6 июля. — Балаково. Старый купеческий город. Двухэтажные досчатые дома с высокими заборами, с такими же высокими крылечками. Ночью искали дом друзей, ходили по улице, напрасно старались прочесть в темноте номера домов. Приснули на лавочке у чьих-то ворот. Кругом глухо, особенно глухо от этих высоких окон и высоких заборов. Какая-то старозаветная колыбельная Русь на Волге не кончается. Такое навевала ночь. И даже большое кольцо (затвор) в воротах гордо напоминало мне: мы вот так живем, ты не здешний, смотри...
Утром возле базара читал на прибитых фанерных табличках: «Продается на слом сруб пяти стен из баржи леса, улица Кормеженская, 35. Прошу не срывать».
Улица Кормеженская!
«Дом продается улица Факел соцыализьма, 32».
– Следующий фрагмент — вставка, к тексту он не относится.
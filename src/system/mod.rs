pub mod battery;
pub mod collector;
pub mod delta;
pub mod filter;
pub mod history;
pub mod procfs;
pub mod sampler;
pub mod snapshot;
pub mod top;
pub mod table;

use ratatui::Frame;
use ratatui::layout::{Constraint, Direction, Layout};
use ratatui::style::{Modifier, Style};
use ratatui::text::{Line, Span};
use ratatui::widgets::{Block, BorderType, Borders, Paragraph};

/// What one live redraw shows.
#[derive(Debug, Clone)]
pub struct LiveView<'a> {
    pub iteration: i64,
    pub lines: &'a [String],
    pub spinner: char,
}

pub fn draw(frame: &mut Frame, view: &LiveView<'_>) {
    let chunks = Layout::default()
        .direction(Direction::Vertical)
        .constraints([Constraint::Min(3), Constraint::Length(1)])
        .split(frame.area());

    let block = Block::default()
        .borders(Borders::ALL)
        .border_type(BorderType::Rounded)
        .title(Span::styled(
            format!(" droidmon  Iteration: {} ", view.iteration),
            Style::default().add_modifier(Modifier::BOLD),
        ));

    let mut text = vec![Line::from(Span::styled(
        table::header_line(),
        Style::default().add_modifier(Modifier::BOLD),
    ))];
    if view.lines.is_empty() {
        text.push(Line::from("Collecting baseline sample..."));
    } else {
        text.extend(view.lines.iter().map(|line| Line::from(line.as_str())));
    }
    frame.render_widget(Paragraph::new(text).block(block), chunks[0]);

    let status = Line::from(format!(" Press q or Ctrl+C to stop... {}", view.spinner));
    frame.render_widget(Paragraph::new(status), chunks[1]);
}
use std::collections::BTreeMap;

/// Memory page size on the device, in bytes.
pub const PAGE_SIZE: u64 = 4096;

/// Entity id of the synthetic system-wide aggregate.
pub const SYSTEM_ID: &str = "0";
pub const SYSTEM_NAME: &str = "System";

pub fn pages_to_kb(pages: u64) -> u64 {
    pages * PAGE_SIZE / 1024
}

/// Cumulative system CPU time, in clock ticks.
#[derive(Clone, Copy, Debug, Default, PartialEq, Eq)]
pub struct CpuTimes {
    pub user: u64,
    pub nice: u64,
    pub system: u64,
    pub idle: u64,
}

impl CpuTimes {
    pub fn new(user: u64, nice: u64, system: u64, idle: u64) -> Self {
        Self {
            user,
            nice,
            system,
            idle,
        }
    }
}

#[derive(Clone, Copy, Debug, Default, PartialEq, Eq)]
pub struct MemoryTotals {
    pub total_kb: u64,
    pub free_kb: u64,
}

impl MemoryTotals {
    pub fn used_kb(&self) -> u64 {
        self.total_kb.saturating_sub(self.free_kb)
    }
}

#[derive(Clone, Copy, Debug, Default, PartialEq, Eq)]
pub struct StorageTotals {
    pub total_kb: u64,
    pub free_kb: u64,
}

impl StorageTotals {
    pub fn used_kb(&self) -> u64 {
        self.total_kb.saturating_sub(self.free_kb)
    }
}

/// System CPU as captured by one of the two strategies.
#[derive(Clone, Copy, Debug, PartialEq)]
pub enum SystemCpu {
    /// Raw counters from `/proc/stat`; needs a previous sample to mean anything.
    Counters(CpuTimes),
    /// User share already computed by the live monitor, as a fraction.
    Sampled(f64),
}

/// Per-process CPU as captured by one of the two strategies.
#[derive(Clone, Copy, Debug, PartialEq)]
pub enum CpuCounter {
    Ticks { utime: u64, stime: u64 },
    Sampled(f64),
}

#[derive(Clone, Debug, PartialEq)]
pub struct EntityCounters {
    pub name: String,
    pub cpu: CpuCounter,
    pub resident_kb: u64,
}

#[derive(Clone, Copy, Debug, Default, PartialEq)]
pub struct SystemCounters {
    pub cpu: Option<SystemCpu>,
    pub memory: MemoryTotals,
    pub storage: StorageTotals,
}

/// One point-in-time capture. Entities are keyed by pid and already
/// filtered down to applications.
#[derive(Clone, Debug, Default, PartialEq)]
pub struct Snapshot {
    pub system: SystemCounters,
    pub entities: BTreeMap<String, EntityCounters>,
}
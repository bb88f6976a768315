#![allow(dead_code)]

use std::cell::RefCell;
use std::collections::{BTreeMap, HashMap};
use std::rc::Rc;
use std::time::Duration;

use droidmon::device::Transport;
use droidmon::error::DeviceError;
use tokio::time::Instant;

/// Per-round tick increments of the aggregate `cpu ` line: 10% user share of
/// 100 ticks.
pub const CPU_STEP: (u64, u64, u64, u64) = (10, 0, 5, 85);

pub const MEMINFO: &str = "MemTotal:        4096000 kB\nMemFree:         1024000 kB\nMemAvailable:    2048000 kB\n";
pub const DISKSTATS: &str = "Latency: 2ms [512B Data Write]\nData-Free: 5120K / 20480K total = 25% free\nSystem-Free: 100K / 1000K total = 10% free\n";

#[derive(Clone, Debug)]
pub struct FakeProcess {
    pub pid: String,
    pub name: String,
    pub utime_step: u64,
    pub stime_step: u64,
    pub rss_pages: u64,
    /// First round the pid shows up in `ls /proc`.
    pub from_round: usize,
    /// First round the pid is gone again.
    pub until_round: Option<usize>,
}

impl FakeProcess {
    pub fn new(pid: &str, name: &str, utime_step: u64, stime_step: u64, rss_pages: u64) -> Self {
        FakeProcess {
            pid: pid.to_string(),
            name: name.to_string(),
            utime_step,
            stime_step,
            rss_pages,
            from_round: 0,
            until_round: None,
        }
    }

    pub fn appearing_at(mut self, round: usize) -> Self {
        self.from_round = round;
        self
    }

    pub fn gone_at(mut self, round: usize) -> Self {
        self.until_round = Some(round);
        self
    }

    fn alive(&self, round: usize) -> bool {
        round >= self.from_round && self.until_round.is_none_or(|until| round < until)
    }
}

#[derive(Default)]
struct Model {
    processes: BTreeMap<String, FakeProcess>,
    data_dirs: Vec<(String, String)>,
    du: HashMap<String, u64>,
    top_output: String,
    latency: Duration,
    offline: bool,
    /// Bumped on every `ls /proc`; counters are a pure function of it.
    rounds: usize,
    commands: Vec<String>,
    meminfo_reads: Vec<Instant>,
}

impl Model {
    fn round(&self) -> usize {
        self.rounds.saturating_sub(1)
    }

    fn stat_line(&self) -> String {
        let r = self.round() as u64;
        let (user, nice, system, idle) = CPU_STEP;
        format!(
            "cpu  {} {} {} {} 0 0 0 0 0 0\ncpu0 0 0 0 0 0 0 0 0 0 0\nintr 0\n",
            1000 + user * r,
            nice * r,
            500 + system * r,
            8500 + idle * r
        )
    }

    fn pid_stat(&self, process: &FakeProcess) -> String {
        let r = self.round() as u64;
        format!(
            "{pid} ({name}) S 1 1 0 0 -1 4194560 0 0 0 0 {utime} {stime} 0 0 20 0 12 0 100 1500000000 {rss} 18446744073709551615",
            pid = process.pid,
            name = process.name,
            utime = 5 + process.utime_step * r,
            stime = 2 + process.stime_step * r,
            rss = process.rss_pages,
        )
    }

    fn package_dump(&self) -> String {
        let mut out = String::from("Packages:\n");
        for (name, dir) in &self.data_dirs {
            out.push_str(&format!(
                "  Package [{name}] (1a2b3c):\n    userId=10001\n    codePath=/data/app/{name}-1\n    dataDir={dir}\n    flags=[ HAS_CODE ALLOW_CLEAR_USER_DATA ]\n"
            ));
        }
        out
    }

    fn respond(&mut self, command: &str) -> Result<String, DeviceError> {
        self.commands.push(command.to_string());
        if self.offline {
            return Err(DeviceError::CommandFailed {
                command: command.to_string(),
                stderr: "error: device offline".to_string(),
            });
        }
        match command {
            "cat /proc/meminfo" => {
                self.meminfo_reads.push(Instant::now());
                return Ok(MEMINFO.to_string());
            }
            "dumpsys diskstats" => return Ok(DISKSTATS.to_string()),
            "ls /proc" => {
                self.rounds += 1;
                let round = self.round();
                let mut out = String::from("1\n2\nacpi\nbuddyinfo\n");
                for process in self.processes.values().filter(|p| p.alive(round)) {
                    out.push_str(&process.pid);
                    out.push('\n');
                }
                out.push_str("self\nversion\n");
                return Ok(out);
            }
            "cat /proc/stat" => return Ok(self.stat_line()),
            _ => {}
        }

        if let Some(rest) = command.strip_prefix("cat /proc/") {
            let round = self.round();
            let (pid, file) = rest.split_once('/').unwrap_or((rest, ""));
            if let Some(process) = self.processes.get(pid).filter(|p| p.alive(round)) {
                return match file {
                    "cmdline" => Ok(format!("{}\0", process.name)),
                    "stat" => Ok(self.pid_stat(process)),
                    _ => Err(failed(command)),
                };
            }
            return Err(failed(command));
        }
        if let Some(path) = command.strip_prefix("du -s ") {
            return match self.du.get(path) {
                Some(kb) => Ok(format!("{kb}\t{path}\n")),
                None => Err(failed(command)),
            };
        }
        if command == "which top" {
            return Ok(if self.top_output.is_empty() {
                String::new()
            } else {
                "/system/bin/top\n".to_string()
            });
        }
        Err(failed(command))
    }
}

fn failed(command: &str) -> DeviceError {
    DeviceError::CommandFailed {
        command: command.to_string(),
        stderr: "No such file or directory".to_string(),
    }
}

/// Scripted in-memory device. Every `ls /proc` starts a new round; CPU
/// counters grow by a fixed step per round.
#[derive(Clone, Default)]
pub struct FakeDevice {
    model: Rc<RefCell<Model>>,
}

impl FakeDevice {
    pub fn new() -> Self {
        Self::default()
    }

    pub fn with_process(self, process: FakeProcess) -> Self {
        self.model
            .borrow_mut()
            .processes
            .insert(process.pid.clone(), process);
        self
    }

    /// Installed package with a data directory of `kb` kilobytes.
    pub fn with_package(self, name: &str, kb: u64) -> Self {
        let dir = format!("/data/user/0/{name}");
        {
            let mut model = self.model.borrow_mut();
            model.du.insert(dir.clone(), kb);
            model.data_dirs.push((name.to_string(), dir));
        }
        self
    }

    pub fn with_top_output(self, output: &str) -> Self {
        self.model.borrow_mut().top_output = output.to_string();
        self
    }

    /// Every command takes this long to answer.
    pub fn with_latency(self, latency: Duration) -> Self {
        self.model.borrow_mut().latency = latency;
        self
    }

    /// Every command fails as if the device dropped off the bus.
    pub fn offline(self) -> Self {
        self.model.borrow_mut().offline = true;
        self
    }

    pub fn commands(&self) -> Vec<String> {
        self.model.borrow().commands.clone()
    }

    /// When each iteration started, taken from its first device read.
    pub fn iteration_starts(&self) -> Vec<Instant> {
        self.model.borrow().meminfo_reads.clone()
    }

    async fn delay(&self) {
        let latency = self.model.borrow().latency;
        if !latency.is_zero() {
            tokio::time::sleep(latency).await;
        }
    }
}

impl Transport for FakeDevice {
    async fn shell(&self, command: &str) -> Result<String, DeviceError> {
        self.delay().await;
        self.model.borrow_mut().respond(command)
    }

    async fn stream_shell<F>(&self, command: &str, mut on_line: F) -> Result<(), DeviceError>
    where
        F: FnMut(&str),
    {
        self.delay().await;
        let output = {
            let mut model = self.model.borrow_mut();
            model.commands.push(command.to_string());
            if command == "dumpsys package -f p" {
                model.package_dump()
            } else if command.starts_with("top ") {
                model.top_output.clone()
            } else {
                return Err(failed(command));
            }
        };
        output.lines().for_each(&mut on_line);
        Ok(())
    }
}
14 июля. — Суббота. Новосибирск. И вот я уже дома.

8 октября. — Итак, через два-три дня я оставляю хутор навсегда. Я восстал весною против беспорядков в школе-интернате, против воровства в столовой, ездил в отдел народного образования в Крымск к высокому начальству в Краснодарский крайисполком, выступал в августе на осеннем августовском совещании учителем в том же Крымске и... ничего не добился. Все связаны круговой порукой. Инспекторы давно прикормлены директором специнтерната, и я наивно ждал поддержки от тех, кто сам преступает нормы приличного общественного поведения. Создали «комиссию» (из одного человека) и обстряпали дело так, что я же и оказался виновным: напал-де на «честных людей». А «массы» (учителя, сторожа, технички) напуганы, молчали, шушукались только. Маленький хутор, зависимость полная. В первый же год работы я хлебнул мутной отравленной воды. Мне со всех сторон втайне сочувствовали, но я остался в одиночестве. Из Крымска мы уже к вечеру (по окончаний совещания) поспели на автобус, но он сломался, и мы до Варениковской топали км 10 пешком, а потом к хутору. Оскорбленная правда давила на душу невыносимой обидой. Если бы записать мои речи, которые выпирали из меня помимо моей воли! В темноте мы пришли к своему жилищу, открыли, все углы в комнате словно спрашивали нас: ну что? добились правды? вот будете знать! Уже мы тут были не жильцы. Надо искать новое место.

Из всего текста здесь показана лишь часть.